§ TASK OBJECTIVE: Copy each line of the entries that contains the word "parsed".

§ SOURCE MATERIAL:
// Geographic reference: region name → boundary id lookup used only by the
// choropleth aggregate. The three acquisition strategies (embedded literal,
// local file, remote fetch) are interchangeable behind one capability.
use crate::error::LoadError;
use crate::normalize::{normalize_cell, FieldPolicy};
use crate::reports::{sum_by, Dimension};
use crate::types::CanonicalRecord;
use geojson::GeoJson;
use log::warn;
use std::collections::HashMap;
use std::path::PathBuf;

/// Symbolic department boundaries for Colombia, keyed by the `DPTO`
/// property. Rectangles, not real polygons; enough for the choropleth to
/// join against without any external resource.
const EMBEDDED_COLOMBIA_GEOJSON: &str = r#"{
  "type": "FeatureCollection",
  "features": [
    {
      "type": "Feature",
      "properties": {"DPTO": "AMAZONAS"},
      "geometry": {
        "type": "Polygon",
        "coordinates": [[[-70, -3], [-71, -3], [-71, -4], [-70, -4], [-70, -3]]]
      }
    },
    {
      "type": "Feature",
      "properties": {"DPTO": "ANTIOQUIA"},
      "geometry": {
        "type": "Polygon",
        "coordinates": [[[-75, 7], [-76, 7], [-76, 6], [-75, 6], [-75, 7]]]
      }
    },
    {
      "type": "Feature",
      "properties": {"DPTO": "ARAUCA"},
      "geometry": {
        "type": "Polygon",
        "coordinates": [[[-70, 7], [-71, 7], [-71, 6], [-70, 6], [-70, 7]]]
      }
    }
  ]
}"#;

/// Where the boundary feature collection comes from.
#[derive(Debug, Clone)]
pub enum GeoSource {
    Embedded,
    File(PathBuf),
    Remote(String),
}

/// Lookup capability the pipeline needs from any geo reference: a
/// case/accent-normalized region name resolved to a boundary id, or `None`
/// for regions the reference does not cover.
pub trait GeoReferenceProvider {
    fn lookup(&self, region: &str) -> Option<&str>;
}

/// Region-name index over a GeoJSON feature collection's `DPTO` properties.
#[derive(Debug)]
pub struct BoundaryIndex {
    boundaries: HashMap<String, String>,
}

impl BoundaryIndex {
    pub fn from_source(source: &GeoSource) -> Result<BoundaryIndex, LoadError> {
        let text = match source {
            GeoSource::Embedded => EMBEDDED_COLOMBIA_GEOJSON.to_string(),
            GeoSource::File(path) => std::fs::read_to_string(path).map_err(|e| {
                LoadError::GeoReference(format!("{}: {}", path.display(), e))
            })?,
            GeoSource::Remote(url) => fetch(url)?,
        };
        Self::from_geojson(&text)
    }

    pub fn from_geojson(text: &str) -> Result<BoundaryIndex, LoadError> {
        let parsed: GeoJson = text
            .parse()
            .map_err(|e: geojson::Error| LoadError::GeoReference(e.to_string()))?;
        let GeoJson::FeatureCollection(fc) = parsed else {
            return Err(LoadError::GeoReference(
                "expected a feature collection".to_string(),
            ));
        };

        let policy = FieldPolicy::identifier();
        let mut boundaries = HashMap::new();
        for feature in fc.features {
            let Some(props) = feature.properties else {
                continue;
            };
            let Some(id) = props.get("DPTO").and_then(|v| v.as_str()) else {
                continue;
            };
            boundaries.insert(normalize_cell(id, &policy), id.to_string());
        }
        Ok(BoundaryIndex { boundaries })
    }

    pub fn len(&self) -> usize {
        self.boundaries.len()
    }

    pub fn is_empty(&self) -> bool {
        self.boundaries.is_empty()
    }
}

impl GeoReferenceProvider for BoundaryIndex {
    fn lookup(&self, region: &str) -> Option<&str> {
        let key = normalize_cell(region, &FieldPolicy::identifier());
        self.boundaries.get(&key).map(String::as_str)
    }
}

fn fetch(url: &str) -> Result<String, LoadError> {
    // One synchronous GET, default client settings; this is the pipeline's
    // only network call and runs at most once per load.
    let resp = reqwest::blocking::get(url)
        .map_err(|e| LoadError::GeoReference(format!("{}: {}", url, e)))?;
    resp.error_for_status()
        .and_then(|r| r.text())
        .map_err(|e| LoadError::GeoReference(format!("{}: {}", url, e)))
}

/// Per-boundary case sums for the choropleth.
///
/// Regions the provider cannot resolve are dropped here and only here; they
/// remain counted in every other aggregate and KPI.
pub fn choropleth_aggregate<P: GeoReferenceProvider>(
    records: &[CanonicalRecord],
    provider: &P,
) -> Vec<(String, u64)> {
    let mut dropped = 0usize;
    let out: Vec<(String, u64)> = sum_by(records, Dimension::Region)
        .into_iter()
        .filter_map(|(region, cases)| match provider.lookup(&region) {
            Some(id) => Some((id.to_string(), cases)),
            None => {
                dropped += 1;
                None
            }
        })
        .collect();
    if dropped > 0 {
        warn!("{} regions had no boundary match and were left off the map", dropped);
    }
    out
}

§ RESULT FOR THIS TASK:
        let parsed: GeoJson = text
        let GeoJson::FeatureCollection(fc) = parsed else {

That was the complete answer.